=== Input ===

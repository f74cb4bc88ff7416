//! Tests for frame extraction from TIFF sources

use std::path::PathBuf;

use crate::io::byte_order::ByteOrder;
use crate::tiff::constants::{field_types, new_subfile_type, tags};
use crate::tiff::errors::TiffError;
use crate::tiff::frame::{DataLayout, FrameEntry, TiffSource};
use crate::tiff::tests::test_utils::{build_tiff, create_test_tiff_buffer, gray_frame, open_source};
use crate::utils::logger::Logger;

#[test]
fn frame_carries_payload_and_tags() {
    let logger = Logger::disabled();
    let frames = [gray_frame(4, 2, 0), gray_frame(3, 3, 100)];
    let expected_pixels = frames[1].pixels.clone();
    let mut source = open_source(build_tiff(ByteOrder::LittleEndian, false, &frames), &logger);

    assert_eq!(source.frame_count(), 2);
    let frame = source.read_frame(1).unwrap();

    assert_eq!(frame.index, 1);
    assert_eq!(frame.layout, DataLayout::Strips);
    assert_eq!(frame.chunks, vec![expected_pixels]);
    assert_eq!(frame.payload_len(), 9);
    assert_eq!(frame.dimensions(), Some((3, 3)));
    assert_eq!(frame.max_bits_per_sample(), 8);
}

#[test]
fn chunk_tags_are_left_out_of_entries() {
    let logger = Logger::disabled();
    let mut source = open_source(build_tiff(ByteOrder::BigEndian, false, &[gray_frame(2, 2, 0)]), &logger);
    let frame = source.read_frame(0).unwrap();

    assert!(frame.entry(tags::STRIP_OFFSETS).is_none());
    assert!(frame.entry(tags::STRIP_BYTE_COUNTS).is_none());
    assert!(frame.entry(tags::ROWS_PER_STRIP).is_some());

    let tags_in_order: Vec<u16> = frame.entries.iter().map(|entry| entry.tag).collect();
    let mut sorted = tags_in_order.clone();
    sorted.sort();
    assert_eq!(tags_in_order, sorted);
}

#[test]
fn out_of_line_values_are_materialized() {
    let logger = Logger::disabled();
    let mut layout = gray_frame(2, 2, 0);
    layout.software = Some("a scanner of some kind");
    let mut source = open_source(build_tiff(ByteOrder::LittleEndian, true, &[layout]), &logger);

    let frame = source.read_frame(0).unwrap();
    let software = frame.entry(tags::SOFTWARE).unwrap();

    assert_eq!(software.field_type, field_types::ASCII);
    assert_eq!(software.data, b"a scanner of some kind\0".to_vec());
}

#[test]
fn pointer_tags_are_dropped() {
    let logger = Logger::disabled();
    let mut layout = gray_frame(2, 2, 0);
    layout.extra_longs.push((tags::EXIF_IFD, 8));
    let mut source = open_source(build_tiff(ByteOrder::LittleEndian, false, &[layout]), &logger);

    let frame = source.read_frame(0).unwrap();
    assert!(frame.entry(tags::EXIF_IFD).is_none());
    assert!(frame.entry(tags::IMAGE_WIDTH).is_some());
}

#[test]
fn free_space_tags_are_dropped() {
    let logger = Logger::disabled();
    let mut layout = gray_frame(2, 2, 0);
    layout.extra_longs.push((tags::FREE_OFFSETS, 8));
    layout.extra_longs.push((tags::FREE_BYTE_COUNTS, 4));
    let mut source = open_source(build_tiff(ByteOrder::LittleEndian, false, &[layout]), &logger);

    let frame = source.read_frame(0).unwrap();
    assert!(frame.entry(tags::FREE_OFFSETS).is_none());
    assert!(frame.entry(tags::FREE_BYTE_COUNTS).is_none());
}

#[test]
fn repeated_tag_keeps_its_last_value() {
    let logger = Logger::disabled();
    let mut layout = gray_frame(2, 2, 0);
    layout.extra_longs.push((50_000, 1));
    layout.extra_longs.push((50_000, 2));
    let mut source = open_source(build_tiff(ByteOrder::LittleEndian, false, &[layout]), &logger);

    assert_eq!(source.tiff().ifds[0].get_tag_value(50_000), Some(2));

    let frame = source.read_frame(0).unwrap();
    let repeated: Vec<&FrameEntry> = frame.entries.iter().filter(|entry| entry.tag == 50_000).collect();
    assert_eq!(repeated.len(), 1);
    assert_eq!(repeated[0].first_value(ByteOrder::LittleEndian), Some(2));
}

#[test]
fn index_past_the_last_frame_is_out_of_range() {
    let logger = Logger::disabled();
    let mut source = open_source(build_tiff(ByteOrder::LittleEndian, false, &[gray_frame(2, 2, 0)]), &logger);

    let result = source.read_frame(1);
    assert!(matches!(result, Err(TiffError::FrameOutOfRange { index: 1, count: 1 })));
}

#[test]
fn frame_without_strips_or_tiles_is_rejected() {
    let logger = Logger::disabled();
    let cursor = create_test_tiff_buffer();
    let mut source = TiffSource::from_reader(PathBuf::from("dims.tif"), Box::new(cursor), &logger).unwrap();

    assert!(matches!(source.read_frame(0), Err(TiffError::MissingImageData(0))));
}

#[test]
fn strip_past_end_of_file_is_an_error() {
    let logger = Logger::disabled();
    let mut bytes = build_tiff(ByteOrder::LittleEndian, false, &[gray_frame(4, 4, 0)]);

    // Header (8) + strip (16) puts the IFD at 24; StripByteCounts is its
    // ninth entry and its value field sits 8 bytes into the entry
    let value_at = 24 + 2 + 8 * 12 + 8;
    assert_eq!(&bytes[value_at - 8..value_at - 6], &[0x17, 0x01]);
    bytes[value_at..value_at + 4].copy_from_slice(&1_000u32.to_le_bytes());

    let mut source = open_source(bytes, &logger);
    assert!(source.read_frame(0).is_err());
}

#[test]
fn unreadable_stream_is_not_a_source() {
    let logger = Logger::disabled();
    let result = TiffSource::from_reader(PathBuf::from("junk.tif"),
                                         Box::new(std::io::Cursor::new(b"not a tiff".to_vec())), &logger);
    assert!(result.is_err());

    let missing = TiffSource::open(std::path::Path::new("/nonexistent/input.tif"), &logger);
    assert!(missing.is_err());
}

#[test]
fn set_page_marks_one_page_of_many() {
    let logger = Logger::disabled();
    let mut source = open_source(build_tiff(ByteOrder::BigEndian, false, &[gray_frame(2, 2, 0)]), &logger);
    let mut frame = source.read_frame(0).unwrap();

    frame.set_page(3, 5);

    let page = frame.entry(tags::PAGE_NUMBER).unwrap();
    assert_eq!(page.field_type, field_types::SHORT);
    assert_eq!(page.count, 2);
    assert_eq!(page.data, vec![0, 3, 0, 5]);

    let subfile = frame.entry(tags::NEW_SUBFILE_TYPE).unwrap().first_value(ByteOrder::BigEndian);
    assert_eq!(subfile, Some(new_subfile_type::SINGLE_PAGE as u64));

    frame.clear_page();
    assert!(frame.entry(tags::PAGE_NUMBER).is_none());
    let subfile = frame.entry(tags::NEW_SUBFILE_TYPE).unwrap().first_value(ByteOrder::BigEndian);
    assert_eq!(subfile, Some(0));
}

#[test]
fn set_page_keeps_reduced_resolution_bit() {
    let logger = Logger::disabled();
    let mut layout = gray_frame(2, 2, 0);
    layout.extra_longs.push((tags::NEW_SUBFILE_TYPE, new_subfile_type::REDUCED_RESOLUTION));
    let mut source = open_source(build_tiff(ByteOrder::LittleEndian, false, &[layout]), &logger);
    let mut frame = source.read_frame(0).unwrap();

    frame.set_page(0, 2);
    let subfile = frame.entry(tags::NEW_SUBFILE_TYPE).unwrap().first_value(ByteOrder::LittleEndian);
    assert_eq!(subfile, Some(3));
}

#[test]
fn set_entry_keeps_entries_sorted() {
    let logger = Logger::disabled();
    let mut source = open_source(build_tiff(ByteOrder::LittleEndian, false, &[gray_frame(2, 2, 0)]), &logger);
    let mut frame = source.read_frame(0).unwrap();

    frame.set_entry(FrameEntry { tag: tags::X_RESOLUTION, field_type: field_types::RATIONAL, count: 1,
                                 data: vec![72, 0, 0, 0, 1, 0, 0, 0] });
    frame.set_entry(FrameEntry { tag: tags::IMAGE_WIDTH, field_type: field_types::LONG, count: 1,
                                 data: vec![9, 0, 0, 0] });

    assert!(frame.entries.windows(2).all(|pair| pair[0].tag < pair[1].tag));
    assert_eq!(frame.dimensions(), Some((9, 2)));
    assert!(frame.remove_entry(tags::X_RESOLUTION).is_some());
    assert!(frame.remove_entry(tags::X_RESOLUTION).is_none());
}
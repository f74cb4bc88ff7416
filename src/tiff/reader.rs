//! TIFF file reader implementation
//!
//! This module implements the TIFF/BigTIFF file reader that uses the
//! Strategy pattern to handle different byte orders. It parses the header
//! and the chain of IFDs, one per frame, and reads tag values on demand.

use log::{debug, info, warn};
use std::collections::HashSet;
use std::fs::File;
use std::io::{BufReader, Read, Seek, SeekFrom};
use std::path::Path;

use crate::io::byte_order::{ByteOrder, ByteOrderHandler};
use crate::io::seekable::SeekableReader;
use crate::tiff::constants::limits;
use crate::tiff::errors::{TiffError, TiffResult};
use crate::tiff::ifd::{IFD, IFDEntry};
use crate::tiff::types::TIFF;
use crate::tiff::validation;
use crate::utils::format_utils;
use crate::utils::ifd_utils;
use crate::utils::logger::Logger;
use crate::utils::tag_utils;

/// Capacity of the buffered reader wrapped around source files
pub const READ_BUFFER_SIZE: usize = 1024 * 1024;

/// Reader for TIFF and BigTIFF files
pub struct TiffReader<'a> {
    /// Current byte order handler
    byte_order_handler: Option<Box<dyn ByteOrderHandler>>,
    /// Logger instance
    logger: &'a Logger,
    /// Whether currently reading BigTIFF format
    is_big_tiff: bool,
}

impl<'a> TiffReader<'a> {
    /// Creates a new TIFF reader
    pub fn new(logger: &'a Logger) -> Self {
        TiffReader {
            byte_order_handler: None,
            logger,
            is_big_tiff: false,
        }
    }

    /// Returns the byte order handler, or an error before a header was read
    fn handler(&self) -> TiffResult<&dyn ByteOrderHandler> {
        self.byte_order_handler.as_deref()
            .ok_or_else(|| TiffError::GenericError("Byte order not yet determined".to_string()))
    }

    /// Byte order of the file read last
    pub fn byte_order(&self) -> TiffResult<ByteOrder> {
        Ok(self.handler()?.byte_order())
    }

    /// Loads the structure of a TIFF file from the given path
    ///
    /// The file handle is released before returning; use
    /// [`crate::tiff::TiffSource`] to keep it open for frame reads.
    pub fn load(&mut self, filepath: &Path) -> TiffResult<TIFF> {
        info!("Loading TIFF file: {}", filepath.display());
        self.logger.log(&format!("Reading {}", filepath.display()))?;

        let file = File::open(filepath)?;
        let mut reader = BufReader::with_capacity(READ_BUFFER_SIZE, file);

        self.read(&mut reader)
    }

    /// Reads a TIFF file from the given reader
    ///
    /// This method handles the core process of reading a TIFF file:
    /// 1. Detect byte order (little/big endian)
    /// 2. Check for TIFF or BigTIFF format
    /// 3. Read all IFDs (Image File Directories)
    pub fn read(&mut self, reader: &mut dyn SeekableReader) -> TiffResult<TIFF> {
        debug!("Reader::read starting");
        reader.seek(SeekFrom::Start(0))?;

        let byte_order = format_utils::detect_byte_order(reader)?;
        let handler = byte_order.create_handler();

        let (is_big_tiff, _) = format_utils::detect_tiff_format(reader, handler.as_ref())?;
        self.is_big_tiff = is_big_tiff;

        let first_ifd_offset = ifd_utils::read_first_ifd_offset(reader, is_big_tiff, handler.as_ref())?;
        debug!("First IFD offset: {}", first_ifd_offset);
        self.byte_order_handler = Some(handler);

        let file_size = validation::get_file_size(reader)?;
        validation::validate_ifd_offset(first_ifd_offset, file_size)?;

        let mut tiff = TIFF::new(is_big_tiff, byte_order);
        tiff.ifds = self.read_ifd_chain(reader, first_ifd_offset, file_size)?;

        info!("Read {} IFDs from TIFF file", tiff.ifds.len());
        Ok(tiff)
    }

    /// Reads a chain of IFDs starting from the given offset
    ///
    /// A damaged link ends the chain with a warning; the frames read so far
    /// are kept. An IFD that points back into the chain ends it as well.
    fn read_ifd_chain(&self, reader: &mut dyn SeekableReader, first_ifd_offset: u64, file_size: u64) -> TiffResult<Vec<IFD>> {
        let mut ifds = Vec::new();
        let mut visited = HashSet::new();
        let mut ifd_offset = first_ifd_offset;
        let handler = self.handler()?;

        while ifd_offset != 0 {
            if ifds.len() >= limits::MAX_FRAMES {
                warn!("IFD chain longer than {} frames, ignoring the rest", limits::MAX_FRAMES);
                break;
            }

            if !visited.insert(ifd_offset) {
                warn!("IFD chain loops back to offset {}, stopping", ifd_offset);
                break;
            }

            if ifd_offset >= file_size {
                warn!("IFD offset {} exceeds file size {}, stopping IFD chain",
                      ifd_offset, file_size);
                break;
            }

            let ifd = match self.read_ifd(reader, ifd_offset, ifds.len()) {
                Ok(ifd) => ifd,
                Err(e) => {
                    warn!("Error reading IFD {}: {}", ifds.len(), e);
                    break;
                }
            };

            // The entry loop leaves the reader on the next IFD offset field
            let next_ifd_offset = match ifd_utils::read_next_ifd_offset(reader, self.is_big_tiff, handler) {
                Ok(offset) => offset,
                Err(e) => {
                    warn!("Error reading next IFD offset: {}", e);
                    ifds.push(ifd);
                    break;
                }
            };

            debug!("Next IFD offset: {}", next_ifd_offset);
            ifds.push(ifd);

            if next_ifd_offset != 0 && (next_ifd_offset >= file_size || next_ifd_offset < 8) {
                warn!("Invalid next IFD offset: {}, stopping IFD chain", next_ifd_offset);
                break;
            }

            ifd_offset = next_ifd_offset;
        }

        Ok(ifds)
    }

    /// Reads an IFD from the reader
    ///
    /// # Arguments
    /// * `reader` - The seekable reader to use
    /// * `offset` - Offset in the file where the IFD starts
    /// * `number` - The index of this IFD in the file
    pub fn read_ifd(&self, reader: &mut dyn SeekableReader, offset: u64, number: usize) -> TiffResult<IFD> {
        reader.seek(SeekFrom::Start(offset))?;

        let entry_count = self.read_ifd_entry_count(reader)?;
        debug!("IFD #{} entry count: {}", number, entry_count);

        let mut ifd = IFD::new(number, offset);

        for _ in 0..entry_count {
            let entry = self.read_ifd_entry(reader)?;
            ifd.add_entry(entry);
        }

        Ok(ifd)
    }

    /// Reads the entry count from an IFD
    fn read_ifd_entry_count(&self, reader: &mut dyn SeekableReader) -> TiffResult<u64> {
        let handler = self.handler()?;
        if self.is_big_tiff {
            Ok(handler.read_u64(reader)?)
        } else {
            Ok(handler.read_u16(reader)? as u64)
        }
    }

    /// Reads a single IFD entry, keeping its raw value field
    fn read_ifd_entry(&self, reader: &mut dyn SeekableReader) -> TiffResult<IFDEntry> {
        let handler = self.handler()?;
        let byte_order = handler.byte_order();

        let tag = handler.read_u16(reader)?;
        let field_type = handler.read_u16(reader)?;
        let count = if self.is_big_tiff {
            handler.read_u64(reader)?
        } else {
            handler.read_u32(reader)? as u64
        };

        let field_len = ifd_utils::offset_size(self.is_big_tiff) as usize;
        let mut raw_value = [0u8; 8];
        reader.read_exact(&mut raw_value[..field_len])?;

        let mut entry = IFDEntry::from_raw(tag, field_type, count, 0, raw_value);
        entry.value_offset = if entry.is_value_inline(self.is_big_tiff) {
            tag_utils::decode_inline_value(&raw_value[..field_len], field_type, byte_order)
        } else if self.is_big_tiff {
            byte_order.decode_u64(&raw_value)
        } else {
            byte_order.decode_u32(&raw_value) as u64
        };

        Ok(entry)
    }

    /// Reads the raw bytes of an entry's values, in the file's byte order
    ///
    /// Inline values come from the entry itself; others are read from the
    /// value offset after checking they lie inside the file.
    pub fn read_value_bytes(&self, reader: &mut dyn SeekableReader, entry: &IFDEntry) -> TiffResult<Vec<u8>> {
        let len = entry.byte_len()
            .ok_or(TiffError::UnsupportedFieldType(entry.field_type))?;

        if entry.is_value_inline(self.is_big_tiff) {
            return Ok(entry.raw_value[..len as usize].to_vec());
        }

        let file_size = validation::get_file_size(reader)?;
        validation::validate_data_range(entry.value_offset, len, file_size,
                                        tag_utils::get_tag_name(entry.tag))?;

        reader.seek(SeekFrom::Start(entry.value_offset))?;
        let mut buffer = vec![0u8; len as usize];
        reader.read_exact(&mut buffer)?;
        Ok(buffer)
    }

    /// Reads a tag's values as a vector of u64
    ///
    /// Used for offset and byte count arrays, which are always unsigned
    /// integers.
    pub fn read_tag_values(&self, reader: &mut dyn SeekableReader, ifd: &IFD, tag: u16) -> TiffResult<Vec<u64>> {
        let entry = ifd.get_entry(tag)
            .ok_or(TiffError::TagNotFound(tag))?;

        let bytes = self.read_value_bytes(reader, entry)?;
        tag_utils::decode_unsigned_values(&bytes, entry.field_type, self.byte_order()?)
    }

    /// Returns whether the current file is a BigTIFF
    pub fn is_big_tiff(&self) -> bool {
        self.is_big_tiff
    }
}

===

» Exercise goal
Using the entries above, repeat only the lines from the one containing "file read last" through the one containing "order (little/big endian)", end lines included.

» Output for this exercise
    /// Byte order of the file read last
    pub fn byte_order(&self) -> TiffResult<ByteOrder> {
        Ok(self.handler()?.byte_order())
    }

    /// Loads the structure of a TIFF file from the given path
    ///
    /// The file handle is released before returning; use
    /// [`crate::tiff::TiffSource`] to keep it open for frame reads.
    pub fn load(&mut self, filepath: &Path) -> TiffResult<TIFF> {
        info!("Loading TIFF file: {}", filepath.display());
        self.logger.log(&format!("Reading {}", filepath.display()))?;

        let file = File::open(filepath)?;
        let mut reader = BufReader::with_capacity(READ_BUFFER_SIZE, file);

        self.read(&mut reader)
    }

    /// Reads a TIFF file from the given reader
    ///
    /// This method handles the core process of reading a TIFF file:
    /// 1. Detect byte order (little/big endian)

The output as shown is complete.